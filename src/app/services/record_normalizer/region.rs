//! Region code canonicalization

use crate::constants::FALLBACK_REGION_CODE;

/// First two characters of the value, uppercased; `None` when blank
pub fn canonical_region(raw: &str) -> Option<String> {
    let code: String = raw.trim().chars().take(2).collect::<String>().to_uppercase();
    (!code.is_empty()).then_some(code)
}

/// Canonical region code, `US` when the value is blank
pub fn to_region_code(raw: &str) -> String {
    canonical_region(raw).unwrap_or_else(|| FALLBACK_REGION_CODE.to_string())
}

#[cfg(test)]
mod tests {
    use super::*;

    #[test]
    fn test_to_region_code() {
        assert_eq!(to_region_code("california"), "CA");
        assert_eq!(to_region_code("tx"), "TX");
        assert_eq!(to_region_code(" NY "), "NY");
        assert_eq!(to_region_code("W"), "W");
        assert_eq!(to_region_code(""), "US");
        assert_eq!(to_region_code("   "), "US");
    }

    #[test]
    fn test_canonical_region_keeps_blank_distinct() {
        assert_eq!(canonical_region(""), None);
        assert_eq!(canonical_region("Québec"), Some("QU".to_string()));
    }
}
//! Normalize command implementation
//!
//! Loads the requested datasets, normalizes every row and prints a summary or
//! exports the records as JSON or CSV.

use super::shared::{RunSummary, build_config, setup_logging, write_output};
use crate::app::models::{LocationAccuracy, NormalizedRecord};
use crate::app::services::dataset_loader::{DatasetLoader, LoadedDataset};
use crate::cli::args::{NormalizeArgs, OutputFormat};
use crate::{Error, Result};
use colored::Colorize;
use serde_json::{Map, Value};
use std::time::Instant;
use tracing::{debug, info, warn};

/// Normalize command runner
pub async fn run_normalize(args: NormalizeArgs) -> Result<RunSummary> {
    let start_time = Instant::now();

    setup_logging(&args.source)?;
    info!("Starting dataset normalization");
    debug!("Normalize arguments: {:?}", args);

    args.validate()?;

    let mut config = build_config(&args.source)?;
    if let Some(region) = &args.default_region {
        config = config.with_default_region(region.trim().to_uppercase());
    }
    if let Some(jobs) = args.jobs {
        config = config.with_max_concurrent_datasets(jobs);
    }
    config.validate()?;

    let loader = DatasetLoader::from_config(config).await;

    let kinds = match args.get_datasets() {
        Some(kinds) => kinds,
        None => loader.discover()?,
    };
    if kinds.is_empty() {
        warn!(
            "No datasets found in {}",
            loader.config().data_dir.display()
        );
    }

    let mut summary = RunSummary::default();
    let mut loaded = Vec::with_capacity(kinds.len());

    for (kind, result) in loader.load_many(&kinds).await {
        match result {
            Ok(mut dataset) => {
                if let Some(query) = &args.search {
                    apply_search(&mut dataset, query);
                }
                summary.datasets_processed += 1;
                summary.records_processed += dataset.records.len();
                summary.approximate_records += dataset
                    .records
                    .iter()
                    .filter(|record| record.accuracy() != LocationAccuracy::Exact)
                    .count();
                summary.errors_encountered += dataset.stats.errors.len();
                loaded.push(dataset);
            }
            Err(e) => {
                summary.errors_encountered += 1;
                if args.get_datasets().is_some() {
                    return Err(e);
                }
                warn!("Skipping dataset '{}': {}", kind, e);
            }
        }
    }

    summary.processing_time = start_time.elapsed();

    match args.output_format {
        OutputFormat::Human => print_human_summary(&loaded, &summary),
        OutputFormat::Json => {
            let json = records_json(&loaded)?;
            write_output(args.output_file.as_deref(), &json, "JSON records")?;
        }
        OutputFormat::Csv => {
            let csv = records_csv(&loaded)?;
            write_output(args.output_file.as_deref(), &csv, "CSV records")?;
        }
    }

    info!(
        "Normalization completed in {:.2}s",
        summary.processing_time.as_secs_f64()
    );
    Ok(summary)
}

/// Keep only vehicles matching the query; other datasets are untouched
fn apply_search(dataset: &mut LoadedDataset, query: &str) {
    let before = dataset.records.len();
    dataset.records.retain(|record| match record {
        NormalizedRecord::Vehicle(vehicle) => vehicle.matches(query),
        _ => true,
    });
    debug!(
        "Search '{}' kept {} of {} '{}' records",
        query,
        dataset.records.len(),
        before,
        dataset.kind
    );
}

/// Records grouped by dataset name
pub fn records_json(datasets: &[LoadedDataset]) -> Result<String> {
    let mut grouped = Map::new();
    for dataset in datasets {
        let records = serde_json::to_value(&dataset.records)
            .map_err(|e| Error::json("Failed to serialize records", e))?;
        grouped.insert(dataset.kind.name().to_string(), records);
    }
    serde_json::to_string_pretty(&Value::Object(grouped))
        .map_err(|e| Error::json("Failed to serialize records", e))
}

/// One flat row per record across all datasets
pub fn records_csv(datasets: &[LoadedDataset]) -> Result<String> {
    let mut writer = csv::Writer::from_writer(Vec::new());
    writer.write_record([
        "dataset", "id", "label", "city", "state", "lat", "lng", "accuracy",
    ])?;

    for dataset in datasets {
        for record in &dataset.records {
            let coordinates = record.coordinates();
            let lat = coordinates.lat.to_string();
            let lng = coordinates.lng.to_string();
            writer.write_record([
                dataset.kind.name(),
                record.id(),
                record.label(),
                record.city(),
                record.state(),
                lat.as_str(),
                lng.as_str(),
                record.accuracy().as_str(),
            ])?;
        }
    }

    let bytes = writer
        .into_inner()
        .map_err(|e| Error::csv_parsing("records", format!("Failed to flush CSV: {}", e), None))?;
    String::from_utf8(bytes)
        .map_err(|e| Error::csv_parsing("records", format!("Invalid UTF-8 in CSV: {}", e), None))
}

fn print_human_summary(datasets: &[LoadedDataset], summary: &RunSummary) {
    println!();
    println!("{}", "📍 Techloc Normalization Report".bright_green().bold());
    println!("================================");

    for dataset in datasets {
        let stats = &dataset.stats;
        println!(
            "  {} {}",
            format!("{}:", dataset.kind).bright_cyan(),
            stats.summary()
        );

        let tiers: Vec<String> = LocationAccuracy::ALL
            .iter()
            .map(|tier| format!("{} {}", tier, stats.count_for(*tier)))
            .collect();
        println!("      {}", tiers.join(" · "));

        if stats.has_errors() {
            println!(
                "      {} {} rows could not be read (see log for details)",
                "⚠️ ".yellow(),
                stats.errors.len()
            );
        }
    }

    println!();
    println!(
        "  {} {} records from {} datasets ({:.1}% approximate) in {:.2}s",
        "Total:".bright_cyan(),
        summary.records_processed,
        summary.datasets_processed,
        summary.approximate_rate(),
        summary.processing_time.as_secs_f64()
    );
    if summary.errors_encountered > 0 {
        println!(
            "  {} {}",
            "Errors:".red().bold(),
            summary.errors_encountered
        );
    }
}
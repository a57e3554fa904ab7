//! Techloc Library
//!
//! Data layer for the Techloc fleet and service-partner dashboard. Raw dataset
//! rows (vehicles, installers, service partners) arrive with inconsistent
//! headers and often without coordinates; this library turns them into
//! display-ready records with a best-effort map position.
//!
//! This library provides tools for:
//! - Loading the region-center table used as a placement anchor
//! - Looking up logical fields across header spelling variants
//! - Resolving approximate coordinates from lat/lng, postal code, city or region
//! - Normalizing vehicle, installer and partner rows
//! - Loading CSV datasets from the dashboard data directory
//! - Role permissions and background-mode selection shared with the web shell
//!
//! `access_control` and `background` have no CLI command; they are library
//! surface for the web shell's route guards and animated background.

pub mod config;
pub mod constants;

// Core application modules
pub mod app {
    pub mod models;
    pub mod services {
        pub mod access_control;
        pub mod background;
        pub mod coordinate_resolver;
        pub mod dataset_loader;
        pub mod field_extractor;
        pub mod record_normalizer;
        pub mod state_centers;
    }
}

// CLI modules
pub mod cli {
    pub mod args;
    pub mod commands;
}

// Re-export commonly used types
pub use app::models::{Coordinates, LocationAccuracy, ResolvedLocation};
pub use app::services::coordinate_resolver::CoordinateResolver;
pub use app::services::field_extractor::FieldExtractor;
pub use app::services::state_centers::StateCenterTable;
pub use config::TechlocConfig;

/// Result type alias for Techloc operations
pub type Result<T> = std::result::Result<T, Error>;

/// Error types for Techloc operations
///
/// Coordinate resolution and record normalization never produce these; they
/// surface from file loading, configuration and the CLI.
#[derive(thiserror::Error, Debug)]
pub enum Error {
    /// I/O operation failed
    #[error("I/O error: {message}")]
    Io {
        message: String,
        #[source]
        source: std::io::Error,
    },

    /// CSV parsing error
    #[error("CSV parsing error in file '{file}': {message}")]
    CsvParsing {
        file: String,
        message: String,
        #[source]
        source: Option<csv::Error>,
    },

    /// JSON (de)serialization error
    #[error("JSON error: {message}")]
    Json {
        message: String,
        #[source]
        source: serde_json::Error,
    },

    /// Region-center table could not be loaded
    #[error("State center table error in '{path}': {message}")]
    StateCenters { path: String, message: String },

    /// Configuration error
    #[error("Configuration error: {message}")]
    Configuration { message: String },

    /// File not found
    #[error("File not found: {path}")]
    FileNotFound { path: String },

    /// Directory traversal error
    #[error("Directory traversal error: {message}")]
    DirectoryTraversal {
        message: String,
        #[source]
        source: walkdir::Error,
    },

    /// Processing interrupted
    #[error("Processing interrupted: {reason}")]
    ProcessingInterrupted { reason: String },

    /// Unknown dataset name
    #[error("Unknown dataset: {dataset_name}")]
    UnknownDataset { dataset_name: String },
}

impl Error {
    /// Create an I/O error with context
    pub fn io(message: impl Into<String>, source: std::io::Error) -> Self {
        Self::Io {
            message: message.into(),
            source,
        }
    }

    /// Create a CSV parsing error with context
    pub fn csv_parsing(
        file: impl Into<String>,
        message: impl Into<String>,
        source: Option<csv::Error>,
    ) -> Self {
        Self::CsvParsing {
            file: file.into(),
            message: message.into(),
            source,
        }
    }

    /// Create a JSON error with context
    pub fn json(message: impl Into<String>, source: serde_json::Error) -> Self {
        Self::Json {
            message: message.into(),
            source,
        }
    }

    /// Create a state center table error
    pub fn state_centers(path: impl Into<String>, message: impl Into<String>) -> Self {
        Self::StateCenters {
            path: path.into(),
            message: message.into(),
        }
    }

    /// Create a configuration error
    pub fn configuration(message: impl Into<String>) -> Self {
        Self::Configuration {
            message: message.into(),
        }
    }

    /// Create a file not found error
    pub fn file_not_found(path: impl Into<String>) -> Self {
        Self::FileNotFound { path: path.into() }
    }

    /// Create a directory traversal error
    pub fn directory_traversal(message: impl Into<String>, source: walkdir::Error) -> Self {
        Self::DirectoryTraversal {
            message: message.into(),
            source,
        }
    }

    /// Create a processing interrupted error
    pub fn processing_interrupted(reason: impl Into<String>) -> Self {
        Self::ProcessingInterrupted {
            reason: reason.into(),
        }
    }

    /// Create an unknown dataset error
    pub fn unknown_dataset(dataset_name: impl Into<String>) -> Self {
        Self::UnknownDataset {
            dataset_name: dataset_name.into(),
        }
    }
}

// Automatic conversions from common error types
impl From<std::io::Error> for Error {
    fn from(error: std::io::Error) -> Self {
        Self::Io {
            message: "I/O operation failed".to_string(),
            source: error,
        }
    }
}

impl From<csv::Error> for Error {
    fn from(error: csv::Error) -> Self {
        Self::CsvParsing {
            file: "unknown".to_string(),
            message: "CSV parsing failed".to_string(),
            source: Some(error),
        }
    }
}

impl From<serde_json::Error> for Error {
    fn from(error: serde_json::Error) -> Self {
        Self::Json {
            message: "JSON processing failed".to_string(),
            source: error,
        }
    }
}

impl From<walkdir::Error> for Error {
    fn from(error: walkdir::Error) -> Self {
        Self::DirectoryTraversal {
            message: "Directory traversal failed".to_string(),
            source: error,
        }
    }
}
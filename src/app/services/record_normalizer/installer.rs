//! Installer row normalization

use super::phone::format_phone_number;
use super::{NormalizeHelpers, details_of, or_placeholder, row_id};
use crate::app::models::{InstallerRecord, PartnerType};
use crate::app::services::coordinate_resolver::ResolveRequest;
use crate::app::services::field_extractor::LogicalField;
use crate::constants::{PLACEHOLDER_DASH, PLACEHOLDER_INSTALLER};
use serde_json::Value;

/// Normalize an installation company row
pub fn normalize_installer<H: NormalizeHelpers>(
    row: &Value,
    index: usize,
    helpers: &H,
) -> InstallerRecord {
    let f = |field| helpers.field(row, field);

    let company = or_placeholder(f(LogicalField::InstallerCompany), PLACEHOLDER_INSTALLER);
    let state = helpers
        .region_code(&f(LogicalField::InstallerState))
        .unwrap_or_else(|| helpers.default_region().to_string());
    let city = f(LogicalField::InstallerCity);
    let zip = f(LogicalField::InstallerZip);
    let seed = index as u64;

    let location = helpers.resolve(
        row,
        &ResolveRequest::new(&state)
            .with_zip(&zip)
            .with_city(&city)
            .with_seed(seed),
    );
    let phone = format_phone_number(&f(LogicalField::InstallerPhone));

    InstallerRecord {
        id: row_id(row).unwrap_or_else(|| index.to_string()),
        record_type: PartnerType::Technicians.as_str().to_string(),
        name: company.clone(),
        company,
        email: or_placeholder(f(LogicalField::InstallerEmail), PLACEHOLDER_DASH),
        phone: or_placeholder(phone.display, PLACEHOLDER_DASH),
        phone_dial: phone.dial,
        city,
        state,
        zip,
        lat: location.coordinates.lat,
        lng: location.coordinates.lng,
        location_accuracy: location.accuracy,
        details: details_of(row),
        seed,
    }
}
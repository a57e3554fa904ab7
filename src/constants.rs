//! Application constants for Techloc
//!
//! This module contains placement constants, header synonyms, dataset names
//! and the small fixed vocabularies shared with the web shell.

// =============================================================================
// Region Centers
// =============================================================================

/// Key of the required fallback entry in the state center table
pub const DEFAULT_REGION_KEY: &str = "DEFAULT";

/// Continental US centroid used when the table has no usable `DEFAULT`
pub const DEFAULT_STATE_CENTER: (f64, f64) = (39.8, -98.5);

/// Region code used when a row carries no region at all
pub const FALLBACK_REGION_CODE: &str = "US";

/// Default state center resource file name
pub const STATE_CENTERS_FILE_NAME: &str = "state-centers.json";

// =============================================================================
// Approximate Placement
// =============================================================================

/// Parameters for the postal-code and city placement heuristics
///
/// Both heuristics place a point on a ring around the region center. The
/// angle comes from `hash mod 360` degrees and the radius (in degrees) from
/// `base + (hash mod radius_modulus) / radius_divisor`.
pub mod placement {
    /// Minimum ring radius for postal-code placement
    pub const ZIP_RADIUS_BASE: f64 = 0.15;
    pub const ZIP_RADIUS_MODULUS: u64 = 700;
    pub const ZIP_RADIUS_DIVISOR: f64 = 1200.0;
    /// Longitude stretch for postal-code placement
    pub const ZIP_LNG_SCALE: f64 = 1.3;

    /// Minimum ring radius for city placement
    pub const CITY_RADIUS_BASE: f64 = 0.18;
    pub const CITY_RADIUS_MODULUS: u64 = 500;
    pub const CITY_RADIUS_DIVISOR: f64 = 1400.0;
    /// Longitude stretch for city placement
    pub const CITY_LNG_SCALE: f64 = 1.25;

    /// Seed substituted when the caller passes zero
    pub const CITY_ZERO_SEED: u64 = 1;

    pub const ANGLE_MODULUS: u64 = 360;
}

// =============================================================================
// Distance
// =============================================================================

/// Mean Earth radius in statute miles
pub const EARTH_RADIUS_MILES: f64 = 3958.8;

pub const MILES_TO_METERS: f64 = 1609.34;

/// Radius of the map hotspot circle drawn around a selected record
pub const HOTSPOT_RADIUS_MILES: f64 = 50.0;

// =============================================================================
// Header Synonyms
// =============================================================================

/// Header spellings checked for an explicit latitude
pub const LATITUDE_KEYS: &[&str] = &["lat", "Lat", "latitude", "Latitude"];

/// Header spellings checked for an explicit longitude
pub const LONGITUDE_KEYS: &[&str] = &["lng", "Lng", "long", "Long", "longitude", "Longitude"];

/// Nested object searched after the top-level row
pub const METADATA_KEY: &str = "metadata";

// =============================================================================
// Display Placeholders
// =============================================================================

pub const PLACEHOLDER_DASH: &str = "-";
pub const PLACEHOLDER_UNKNOWN: &str = "Unknown";
pub const PLACEHOLDER_UNKNOWN_AREA: &str = "Unknown area";
pub const PLACEHOLDER_VEHICLE: &str = "Vehicle";
pub const PLACEHOLDER_VIN: &str = "N/A";
pub const PLACEHOLDER_INSTALLER: &str = "Installer";
pub const PLACEHOLDER_PARTNER: &str = "Partner";
pub const DEFAULT_VEHICLE_STATUS: &str = "ACTIVE";
pub const DEFAULT_COUNTRY_LABEL: &str = "USA";

// =============================================================================
// Datasets
// =============================================================================

/// Dataset names served from the dashboard data directory
pub const DATASET_NAMES: &[&str] = &[
    "installers",
    "vehicles",
    "towing_companies",
    "resellers",
    "repair_shops",
    "locksmiths",
    "dispatchers",
    "technicians",
    "inspectors",
];

/// Extension of dataset files
pub const DATASET_FILE_EXTENSION: &str = "csv";

/// Default relative data directory of the web shell
pub const DEFAULT_DATA_DIR: &str = "assets/data";

// =============================================================================
// Access Control
// =============================================================================

pub mod roles {
    pub const USER: &str = "user";
    pub const MODERATOR: &str = "moderator";
    pub const ADMINISTRATOR: &str = "administrator";

    pub const STATUS_ACTIVE: &str = "active";
    pub const STATUS_SUSPENDED: &str = "suspended";
}

// =============================================================================
// Background Modes
// =============================================================================

pub mod weather {
    /// Key under which the shell persists the background preference
    pub const BACKGROUND_STORAGE_KEY: &str = "techloc-background-mode";

    /// WMO weather codes reported as snowfall
    pub const SNOW_CODES: &[i32] = &[71, 73, 75, 77, 85, 86];

    /// WMO weather codes reported as drizzle or rain
    pub const RAIN_CODES: &[i32] = &[51, 53, 55, 56, 57, 61, 63, 65, 66, 67, 80, 81, 82];

    /// Interval between weather re-checks in auto mode
    pub const WEATHER_REFRESH_SECS: u64 = 10 * 60;

    pub const SNOW_REASON: &str = "Snow detected in your area";
    pub const RAIN_REASON: &str = "Rain detected in your area";
    pub const CLEAR_REASON: &str = "No precipitation right now";

    pub const SNOW_MODE_STATUS: &str = "Snow mode active";
    pub const RAIN_MODE_STATUS: &str = "Rain mode active";
    pub const CONSTELLATION_MODE_STATUS: &str = "Constellations mode active";
}
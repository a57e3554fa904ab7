//! Resolve command implementation
//!
//! Places one ad-hoc location the same way dataset rows are placed, and
//! optionally reports its distance from a reference point.

use super::shared::{RunSummary, build_config, setup_logging};
use crate::app::models::{Coordinates, ResolvedLocation};
use crate::app::services::coordinate_resolver::distance::{distance_miles, within_hotspot};
use crate::app::services::coordinate_resolver::{CoordinateResolver, ResolveRequest};
use crate::app::services::record_normalizer::canonical_region;
use crate::app::services::state_centers::StateCenterTable;
use crate::cli::args::{OutputFormat, ResolveArgs};
use crate::constants::HOTSPOT_RADIUS_MILES;
use crate::{Error, Result};
use colored::Colorize;
use serde::Serialize;
use serde_json::json;
use std::time::Instant;
use tracing::{debug, info};

/// Outcome of a single resolution
#[derive(Debug, Clone, Serialize)]
#[serde(rename_all = "camelCase")]
pub struct ResolveReport {
    pub region_code: String,
    #[serde(flatten)]
    pub location: ResolvedLocation,
    #[serde(skip_serializing_if = "Option::is_none")]
    pub distance_miles: Option<f64>,
    #[serde(skip_serializing_if = "Option::is_none")]
    pub within_hotspot: Option<bool>,
}

/// Resolve command runner
pub async fn run_resolve(args: ResolveArgs) -> Result<RunSummary> {
    let start_time = Instant::now();

    setup_logging(&args.source)?;
    debug!("Resolve arguments: {:?}", args);
    args.source.validate()?;

    let config = build_config(&args.source)?;
    config.validate()?;

    let centers = StateCenterTable::load(&config.state_centers_path()).await;
    let resolver = CoordinateResolver::new(centers);

    let region_code =
        canonical_region(&args.region).unwrap_or_else(|| config.default_region.clone());
    let report = resolve_report(&resolver, &args, region_code);
    info!(
        "Resolved {} at {} ({})",
        report.region_code, report.location.coordinates, report.location.accuracy
    );

    match args.output_format {
        OutputFormat::Human => print_human_report(&report),
        OutputFormat::Json => {
            let json = serde_json::to_string_pretty(&report)
                .map_err(|e| Error::json("Failed to serialize resolution", e))?;
            println!("{}", json);
        }
        OutputFormat::Csv => {
            let mut writer = csv::Writer::from_writer(std::io::stdout());
            writer.write_record(["region", "lat", "lng", "accuracy", "distance_miles"])?;
            writer.write_record([
                report.region_code.clone(),
                report.location.coordinates.lat.to_string(),
                report.location.coordinates.lng.to_string(),
                report.location.accuracy.to_string(),
                report
                    .distance_miles
                    .map(|miles| format!("{:.1}", miles))
                    .unwrap_or_default(),
            ])?;
            writer.flush()?;
        }
    }

    Ok(RunSummary {
        records_processed: 1,
        approximate_records: usize::from(report.location.is_approximate()),
        processing_time: start_time.elapsed(),
        ..Default::default()
    })
}

/// Resolve the requested location against `resolver`
pub fn resolve_report(
    resolver: &CoordinateResolver,
    args: &ResolveArgs,
    region_code: String,
) -> ResolveReport {
    let request = ResolveRequest::new(&region_code)
        .with_zip(&args.zip)
        .with_city(&args.city)
        .with_seed(args.seed)
        .with_fallback(args.coords.map(|arg| arg.0));

    let location = resolver.resolve(&json!({}), &request);

    let reference: Option<Coordinates> = args.from.map(|arg| arg.0);
    ResolveReport {
        distance_miles: reference.map(|from| distance_miles(from, location.coordinates)),
        within_hotspot: reference.map(|from| within_hotspot(from, location.coordinates)),
        region_code,
        location,
    }
}

fn print_human_report(report: &ResolveReport) {
    println!();
    println!("{}", "📍 Techloc Placement".bright_green().bold());
    println!("====================");
    println!("  {} {}", "Region:".bright_cyan(), report.region_code);
    println!(
        "  {} {}",
        "Coordinates:".bright_cyan(),
        report.location.coordinates
    );
    println!(
        "  {} {}{}",
        "Accuracy:".bright_cyan(),
        report.location.accuracy,
        if report.location.is_approximate() {
            " (approximate)".yellow().to_string()
        } else {
            String::new()
        }
    );

    if let (Some(miles), Some(inside)) = (report.distance_miles, report.within_hotspot) {
        println!("  {} {:.1} mi", "Distance:".bright_cyan(), miles);
        println!(
            "  {} {}",
            format!("Within {} mi hotspot:", HOTSPOT_RADIUS_MILES).bright_cyan(),
            if inside { "yes".green() } else { "no".red() }
        );
    }
}

#[cfg(test)]
mod tests {
    use super::*;
    use crate::app::models::LocationAccuracy;
    use crate::cli::args::{Args, Commands};
    use clap::Parser;

    fn parse_resolve(argv: &[&str]) -> ResolveArgs {
        let mut full = vec!["techloc", "resolve"];
        full.extend_from_slice(argv);
        match Args::try_parse_from(full).unwrap().command {
            Some(Commands::Resolve(args)) => args,
            other => panic!("expected resolve command, got {:?}", other),
        }
    }

    fn resolver() -> CoordinateResolver {
        CoordinateResolver::new(StateCenterTable::from_entries([(
            "CA",
            Coordinates::new(36.116, -119.681),
        )]))
    }

    #[test]
    fn test_report_for_region_only() {
        let args = parse_resolve(&["--region", "california"]);
        let report = resolve_report(&resolver(), &args, "CA".to_string());

        assert_eq!(report.location.accuracy, LocationAccuracy::State);
        assert_eq!(report.location.coordinates, Coordinates::new(36.116, -119.681));
        assert!(report.distance_miles.is_none());
    }

    #[test]
    fn test_known_coordinates_are_exact() {
        let args = parse_resolve(&["--coords", "34.05,-118.25", "--from", "34.05,-118.25"]);
        let report = resolve_report(&resolver(), &args, "CA".to_string());

        assert_eq!(report.location.accuracy, LocationAccuracy::Exact);
        assert_eq!(report.distance_miles, Some(0.0));
        assert_eq!(report.within_hotspot, Some(true));
    }

    #[test]
    fn test_json_shape() {
        let args = parse_resolve(&["--zip", "90012"]);
        let report = resolve_report(&resolver(), &args, "CA".to_string());
        let value = serde_json::to_value(&report).unwrap();

        assert_eq!(value["regionCode"], "CA");
        assert_eq!(value["accuracy"], "zip");
        assert_eq!(value["hasExactCoordinates"], false);
        assert!(value.get("distanceMiles").is_none());
    }
}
· · · · · · ·
§ What to work on
The lines to return are those in the entries above that hold "InstallerRecord".

§ Exercise output
use crate::app::models::{InstallerRecord, PartnerType};
) -> InstallerRecord {
    InstallerRecord {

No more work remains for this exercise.